Parte del problema è che i criteri utilizzati dalla Casa Bianca per minacciare o punire in ambito commerciale trascendono l'obiettivo. Mentre in passato si è tentato di usare questa medicina in difesa degli interessi nazionali degli Stati Uniti, ora la gamma di giustificazioni per qualsiasi azione unilaterale è molto più ampia e si estende alla sfera emotiva.
Sia il Canada che il Messico, e più recentemente il Brasile, sono stati nel mirino di Washington per la loro presunta mancanza di cooperazione nella lotta alla droga o per le azioni dei rispettivi poteri legislativo e giudiziario. In risposta, alcuni hanno optato per lo scontro, mentre altri hanno optato per l'appeasement, cercando sempre di mantenere aperti i canali del dialogo, come fece Pechino a suo tempo.

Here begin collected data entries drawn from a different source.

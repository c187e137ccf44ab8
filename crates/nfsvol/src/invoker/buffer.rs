//! Thread-safe output capture.

use std::sync::Arc;

use parking_lot::Mutex;
use tokio::io::{AsyncRead, AsyncReadExt};

/// Append-only byte buffer shared between a reader task and waiters.
#[derive(Debug, Clone, Default)]
pub struct SharedBuffer {
    inner: Arc<Mutex<Vec<u8>>>,
}

impl SharedBuffer {
    /// Create an empty buffer.
    #[must_use]
    pub fn new() -> Self {
        Self::default()
    }

    /// Append bytes.
    pub fn append(&self, bytes: &[u8]) {
        self.inner.lock().extend_from_slice(bytes);
    }

    /// Whether the captured output contains `needle`.
    #[must_use]
    pub fn contains(&self, needle: &str) -> bool {
        let buf = self.inner.lock();
        let needle = needle.as_bytes();
        needle.is_empty() || buf.windows(needle.len()).any(|w| w == needle)
    }

    /// Copy everything from `reader` into the buffer until EOF.
    pub async fn drain_from<R: AsyncRead + Unpin>(&self, mut reader: R) {
        let mut chunk = [0u8; 4096];
        loop {
            match reader.read(&mut chunk).await {
                Ok(0) => break,
                Ok(n) => self.append(&chunk[..n]),
                Err(e) => {
                    tracing::debug!(error = %e, "Output capture stopped");
                    break;
                }
            }
        }
    }
}

impl std::fmt::Display for SharedBuffer {
    fn fmt(&self, f: &mut std::fmt::Formatter<'_>) -> std::fmt::Result {
        f.write_str(&String::from_utf8_lossy(&self.inner.lock()))
    }
}
//! Pure helpers turning canonical mount options into command arguments.

use nfsvol_common::mask::{MountOpts, RawOptions, parse_bool};
use nfsvol_common::{DriverError, DriverResult};
use once_cell::sync::Lazy;
use regex::Regex;
use serde_json::Value;

use crate::os::FileStat;

/// Owner id the server reports for squashed users.
pub const NOBODY_ID: u32 = 65534;

/// Owner id reported when the client cannot map the server's id.
pub const UNKNOWN_ID: u32 = 4_294_967_294;

/// Safe message for an unusable `uid`.
pub const INVALID_UID: &str = "Invalid 'uid' option (0, negative, or non-integer)";

/// Safe message for an unusable `gid`.
pub const INVALID_GID: &str = "Invalid 'gid' option (0, negative, or non-integer)";

const NO_ATTRIBUTE_CACHE: &str = ",actimeo=0";

static LEGACY_SHARE: Lazy<Option<Regex>> =
    Lazy::new(|| Regex::new("^nfs://([^/]+)(/.*)?$").ok());

/// Rewrite `nfs://host/path` to `host:/path`; other shares pass through.
///
/// # Errors
///
/// Returns a safe error when the legacy form has a blank host.
pub fn normalize_share(share: &str) -> DriverResult<String> {
    let Some(caps) = LEGACY_SHARE.as_ref().and_then(|re| re.captures(share)) else {
        return Ok(share.to_string());
    };

    let host = caps.get(1).map_or("", |m| m.as_str());
    if host.trim().is_empty() {
        return Err(DriverError::safe("Invalid 'share' option"));
    }

    let path = caps.get(2).map_or("", |m| m.as_str());
    if path.is_empty() {
        Ok(format!("{host}:/"))
    } else {
        Ok(format!("{host}:{path}"))
    }
}

/// Kernel mount options for `opts`, starting from `base`.
///
/// # Errors
///
/// Returns a safe error for a non-boolean `cache` or an unusable `version`.
pub fn kernel_options(base: &str, opts: &MountOpts) -> DriverResult<String> {
    let mut cache = opts
        .get("readonly")
        .and_then(|v| parse_bool(v))
        .unwrap_or(false);

    if let Some(value) = opts.get("cache") {
        cache = parse_bool(value).ok_or_else(|| {
            tracing::error!(cache = %value, "Invalid cache option");
            DriverError::safe("Invalid 'cache' option")
        })?;
    }

    let mut options = if cache {
        base.replace(NO_ATTRIBUTE_CACHE, "")
    } else {
        base.to_string()
    };

    if let Some(version) = opts.get("version") {
        options.push_str(",vers=");
        options.push_str(&nfs_version(version)?);
    }

    Ok(options)
}

/// Normalize an NFS protocol version.
///
/// # Errors
///
/// Returns a safe error unless `version` is a positive number outside the
/// open interval (3, 4).
pub fn nfs_version(version: &str) -> DriverResult<String> {
    let version = version.trim();
    let parsed: f64 = version
        .parse()
        .ok()
        .filter(|v: &f64| v.is_finite() && *v > 0.0)
        .ok_or_else(|| DriverError::safe("\"version\" must be a positive numeric value"))?;

    if (parsed - 3.0).abs() < f64::EPSILON {
        if version != "3" {
            tracing::info!(
                version,
                "NFSv3 does not have a minor version available, correcting to 3"
            );
        }
        return Ok("3".to_string());
    }

    if parsed > 3.0 && parsed < 4.0 {
        return Err(DriverError::safe(format!(
            "NFSv3 does not use minor versions. NFSv {parsed} does not exist"
        )));
    }

    Ok(version.to_string())
}

/// Parse a remapped id; zero, negative and non-numeric values are rejected.
///
/// # Errors
///
/// Returns `message` as a safe error.
pub fn positive_id(value: &str, message: &str) -> DriverResult<u32> {
    value
        .parse::<u32>()
        .ok()
        .filter(|id| *id > 0)
        .ok_or_else(|| DriverError::safe(message))
}

/// Whether `uid`/`gid` would be unable to read a directory with `stat`.
///
/// Squashed or unmapped owners count as a match, since the server may
/// anonymize ownership.
#[must_use]
pub const fn lacks_read_access(stat: &FileStat, uid: u32, gid: u32) -> bool {
    let world = stat.mode & 0o004 != 0;
    let group = stat.mode & 0o040 != 0 && (gid == stat.gid || is_anonymous(stat.gid));
    let owner = stat.mode & 0o400 != 0 && (uid == stat.uid || is_anonymous(stat.uid));
    !(world || group || owner)
}

const fn is_anonymous(id: u32) -> bool {
    id == NOBODY_ID || id == UNKNOWN_ID
}

/// Helper flags for the remapping process.
#[must_use]
pub fn helper_args(uid: u32, gid: u32, opts: &MountOpts) -> Vec<String> {
    let mut args = vec![
        "-uid".to_string(),
        uid.to_string(),
        "-gid".to_string(),
        gid.to_string(),
    ];
    if opts
        .get("auto_cache")
        .and_then(|v| parse_bool(v))
        .unwrap_or(false)
    {
        args.push("-auto_cache".to_string());
    }
    args
}

/// Copy of `opts` safe to log.
#[must_use]
pub fn redacted(opts: &RawOptions) -> RawOptions {
    opts.iter()
        .map(|(k, v)| {
            if k == "password" {
                (k.clone(), Value::String("<redacted>".to_string()))
            } else {
                (k.clone(), v.clone())
            }
        })
        .collect()
}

Sostenitori dell'ex presidente brasiliano Jair Bolsonaro. Foto: AFP

Trarre spunto dalle esperienze altrui può aiutare la Colombia a giocare le sue carte di fronte a minacce come l'imminente certificazione degli sforzi del Paese nella lotta alla droga. Dato il collo di bottiglia nei negoziati bilaterali, le possibilità di raggiungere un'intesa con Bogotà su un piano puramente commerciale sono scarse, motivo per cui è importante insistere sulla calma e sul disagio delle provocazioni verbali.
La terza legge di Newton, che afferma che a ogni azione corrisponde una reazione uguale e contraria, è stata comunemente applicata anche nelle relazioni diplomatiche. Ora, le risposte sproporzionate da parte di Washington stanno diventando sempre più comuni, soprattutto contro avversari considerati più vulnerabili.
Tornando allo scenario globale, forse lo sviluppo più positivo finora è che, a parte occasionali disaccordi, nessuna nazione ha optato per la via del protezionismo assoluto. A questo proposito, i timori di una guerra commerciale su larga scala si stanno dissipando, sebbene alcuni abbiano posto ostacoli all'importazione di alcuni prodotti cinesi, ora più abbondanti.
Detto questo, non c'è motivo di abbassare il livello di allarme. Come di consueto da quando Trump si è insediato a fine gennaio, persistono i rischi di un peggioramento indotto dalle sue decisioni, con gravi ripercussioni sull'economia globale.
I mercati azionari potrebbero aver mostrato indifferenza la scorsa settimana alla serie di messaggi provenienti dalla Casa Bianca, ma ciò non significa che le nubi che preannunciavano una tempesta di proporzioni importanti si siano dissipate. Assolutamente no.